Он глядел на нее в изумлении.
– Это правда? – Он опустил глаза и покачал головой. – Да, конечно, правда. Ты бы не стала лгать – ты ведь на это почти не способна. В твоей натуре это не заложено. Но я не хотел причинить ей вред…
– Что значит – в моей натуре не заложено? – Что он хотел этим сказать? Эта странная фраза царапнула ее.
Хайд сунул руки в карманы своего белого халата и стал смотреть в пол.
– Я только хотел сказать… – пробормотал он почти неслышно.
– Что? – А может, ей лучше не знать? Она вспомнила слова доктора Фрейда – что в своем роде она так же необычна, как Диана.
Хайд глядел на нее с беспокойством.
– Эрнестина так хотела ребенка. Когда мы поженились, мы надеялись – и несколько раз она думала, что беременна, но каждый раз оказывалось, что это просто несварение желудка… а один раз – несвежие омары. Так мы ждали и ждали. Ее камеристка, которую она привезла с собой из Йоркшира, вышла замуж за моего дворецкого Пула и родила дочку – маленькую Гонорию, – и Эрнестина водила ее в парк, наряжала, играла с ней кукольной посудой, как с собственным ребенком. Наконец мы проконсультировались со специалистами, и они сказали, что, по всей вероятности, у нее никогда не будет детей. Посоветовали ей посвятить себя благотворительности! Больно было смотреть, как она тоскует о невозможном. Тогда я целиком ушел в науку и в дела Общества алхимиков. У нас образовался тесный кружок: Рэймонд, Ланион, Хеннесси и я, – и еще Кэрью, мы ведь были друзьями в те дни. Какое воодушевление владело нами тогда! Теория Дарвина, как нам казалось, открывала новые широкие пути для исследований. Мы, конечно, не во всем были с ним согласны – мы держали сторону Ламарка, хотя весь мир, вероятно, назвал бы нас еретиками. Но нас это только радовало. Мы должны вернуться к проблеме биологической трансмутации, – говорили мы себе. Рэймонд работал над ней и терпел неудачу за неудачей. Опытный экземпляр оказался… трудным, скажем так. Не унывай, говорили мы ему. Погляди, как относятся во всем мире к тем, кто опередил свое время! Вдохновившись теориями Спенсера и Гальтона – и их ошибками в той же мере, что и удачными находками, – мы удвоили свои усилия.
– Кэрью! Тот самый, которого вы убили? – изумленно переспросила Мэри.

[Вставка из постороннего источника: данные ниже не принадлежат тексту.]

#[derive(Debug, Serialize)]
#[serde(rename_all = "camelCase")]
struct ProjectionResponse<'a> {
    assumptions: Assumptions,
    snapshots: &'a Projection,
    goal: GoalStatus,
    summary: ProjectionSummary,
}

#[derive(Debug, Serialize)]
#[serde(rename_all = "camelCase")]
struct SolveIterationResponse {
    iteration: u32,
    lower_bound: f64,
    upper_bound: f64,
    candidate_rate: f64,
    crossing_year: Option<u32>,
}

impl From<&SavingsRateSolveIteration> for SolveIterationResponse {
    fn from(value: &SavingsRateSolveIteration) -> Self {
        Self {
            iteration: value.iteration,
            lower_bound: value.lower_bound,
            upper_bound: value.upper_bound,
            candidate_rate: value.candidate_rate,
            crossing_year: value.crossing_year,
        }
    }
}

#[derive(Debug, Serialize)]
#[serde(rename_all = "camelCase")]
struct SolveResponse {
    target_year: u32,
    goal_net_worth: f64,
    solved_rate: Option<f64>,
    crossing: Option<GoalCrossing>,
    converged: bool,
    feasible: bool,
    message: String,
    iterations: Vec<SolveIterationResponse>,
}

impl From<SavingsRateSolveResult> for SolveResponse {
    fn from(value: SavingsRateSolveResult) -> Self {
        Self {
            target_year: value.target_year,
            goal_net_worth: value.goal_net_worth,
            solved_rate: value.solved_rate,
            crossing: value.crossing,
            converged: value.converged,
            feasible: value.feasible,
            message: value.message,
            iterations: value.iterations.iter().map(Into::into).collect(),
        }
    }
}

#[derive(Debug, Serialize)]
struct ErrorResponse {
    error: String,
}

fn projection_args_from_payload(payload: &ApiPayload) -> ProjectionArgs {
    let mut args = ProjectionArgs::default();

    if let Some(v) = payload.current_age {
        args.current_age = v;
    }
    if let Some(v) = payload.current_net_worth {
        args.current_net_worth = v;
    }
    if let Some(v) = payload.annual_salary {
        args.annual_salary = v;
    }
    if let Some(v) = payload.savings_rate {
        args.savings_rate = v;
    }
    if let Some(v) = payload.annual_return {
        args.annual_return = v;
    }
    if let Some(v) = payload.salary_growth_fast {
        args.salary_growth_fast = v;
    }
    if let Some(v) = payload.growth_transition_years {
        args.growth_transition_years = v;
    }
    if let Some(v) = payload.salary_growth_stable {
        args.salary_growth_stable = v;
    }
    if let Some(v) = payload.inflation_rate {
        args.inflation_rate = v;
    }
    if let Some(v) = payload.goal_net_worth {
        args.goal_net_worth = v;
    }

    args
}

fn solve_args_from_payload(payload: &ApiPayload) -> SolveArgs {
    let mut args = SolveArgs::default();

    if let Some(v) = payload.target_year {
        args.target_year = v;
    }
    if let Some(v) = payload.search_min {
        args.search_min = v;
    }
    if let Some(v) = payload.search_max {
        args.search_max = v;
    }
    if let Some(v) = payload.tolerance {
        args.tolerance = v;
    }
    if let Some(v) = payload.max_iterations {
        args.max_iterations = v;
    }

    args
}

#[cfg(test)]
fn payload_from_json(json: &str) -> Result<ApiPayload, String> {
    serde_json::from_str::<ApiPayload>(json).map_err(|e| format!("Invalid API JSON payload: {e}"))
}

fn projection_json(assumptions: &Assumptions) -> serde_json::Value {
    let projection = generate_projection(assumptions);
    let response = ProjectionResponse {
        assumptions: *assumptions,
        snapshots: &projection,
        goal: goal_status(&projection, assumptions.goal_net_worth),
        summary: summarize(&projection, assumptions),
    };
    serde_json::to_value(response).unwrap_or_else(|e| {
        log::error!("failed to serialize projection: {e}");
        serde_json::Value::Null
    })
}

fn router() -> Router {
    Router::new()
        .route(
            "/api/projection",
            get(projection_get_handler).post(projection_post_handler),
        )
        .route("/api/solve", get(solve_get_handler).post(solve_post_handler))
        .fallback(not_found_handler)
}

pub async fn run_http_server(port: u16) -> std::io::Result<()> {
    let addr = SocketAddr::from(([0, 0, 0, 0], port));
    let app = router();

    let listener = TcpListener::bind(addr).await?;
    log::info!("net worth projection API listening on http://{addr}");
    log::info!("local access: http://127.0.0.1:{port}/api/projection");

    axum::serve(listener, app).await
}

async fn not_found_handler() -> Response {
    error_response(StatusCode::NOT_FOUND, "Not found")
}

async fn projection_get_handler(payload: Result<Query<ApiPayload>, QueryRejection>) -> Response {
    match payload {
        Ok(Query(payload)) => projection_handler_impl(payload).await,
        Err(rejection) => rejection_response(rejection.body_text()),
    }
}

async fn projection_post_handler(payload: Result<Json<ApiPayload>, JsonRejection>) -> Response {
    match payload {
        Ok(Json(payload)) => projection_handler_impl(payload).await,
        Err(rejection) => rejection_response(rejection.body_text()),
    }
}

async fn solve_get_handler(payload: Result<Query<ApiPayload>, QueryRejection>) -> Response {
    match payload {
        Ok(Query(payload)) => solve_handler_impl(payload).await,
        Err(rejection) => rejection_response(rejection.body_text()),
    }
}

async fn solve_post_handler(payload: Result<Json<ApiPayload>, JsonRejection>) -> Response {
    match payload {
        Ok(Json(payload)) => solve_handler_impl(payload).await,
        Err(rejection) => rejection_response(rejection.body_text()),
    }
}

fn rejection_response(body_text: String) -> Response {
    log::debug!("rejected request payload: {body_text}");
    error_response(StatusCode::BAD_REQUEST, &body_text)
}

async fn projection_handler_impl(payload: ApiPayload) -> Response {
    log::debug!("projection request: {payload:?}");
    let assumptions = match build_assumptions(&projection_args_from_payload(&payload)) {
        Ok(assumptions) => assumptions,
        Err(e) => return error_response(StatusCode::BAD_REQUEST, &e.to_string()),
    };
    json_response(StatusCode::OK, projection_json(&assumptions))
}

async fn solve_handler_impl(payload: ApiPayload) -> Response {
    log::debug!("solve request: {payload:?}");
    match run_solve(&payload) {
        Ok(result) => json_response(StatusCode::OK, SolveResponse::from(result)),
        Err(e) => error_response(StatusCode::BAD_REQUEST, &e.to_string()),
    }
}

fn run_solve(payload: &ApiPayload) -> Result<SavingsRateSolveResult, InputError> {
    let assumptions = build_assumptions(&projection_args_from_payload(payload))?;
    let config = build_solve_config(solve_args_from_payload(payload))?;
    Ok(solve_savings_rate(&assumptions, config)?)
}

fn json_response<T: Serialize>(status: StatusCode, body: T) -> Response {
    let mut response = (status, Json(body)).into_response();
    response.headers_mut().insert(
        header::CACHE_CONTROL,
        header::HeaderValue::from_static("no-store"),
    );
    response
}

fn error_response(status: StatusCode, msg: &str) -> Response {
    json_response(
        status,
        ErrorResponse {
            error: msg.to_string(),
        },
    )
}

– Что? Ах, да. Мы поссорились – ему не нравилось то, какое направление приняли мои исследования. Видишь ли, поначалу я думал – почему бы не попытаться продвинуть человечество вперед? Люди могут и должны стать более рациональными. Моро работал над той же задачей – пока его не выжила из Англии кучка ханжей-антививисекторов! Он сосредоточил свои усилия на биологии, а я считал, что нужно искать химическое средство, которое изменит баланс человеческой личности – ангела сделает сильнее, а демона усыпит. Но это будет психологический эффект, недоступный для эмпирического наблюдения. Как же я узнаю, что он наступил? Очевидно, нужно принять этот реактив самому! Я приготовил снадобье, которое должно было сделать меня лучше, и мне это удалось – на время. Кроме того, я хотел, чтобы Эрнестина была счастлива, чтобы получила то, чего желала больше всего на свете. Она уже прошла тот возраст, когда большинство женщин рожают детей, но мои химические познания позволили мне создать нужное лекарство и потихоньку дать его ей…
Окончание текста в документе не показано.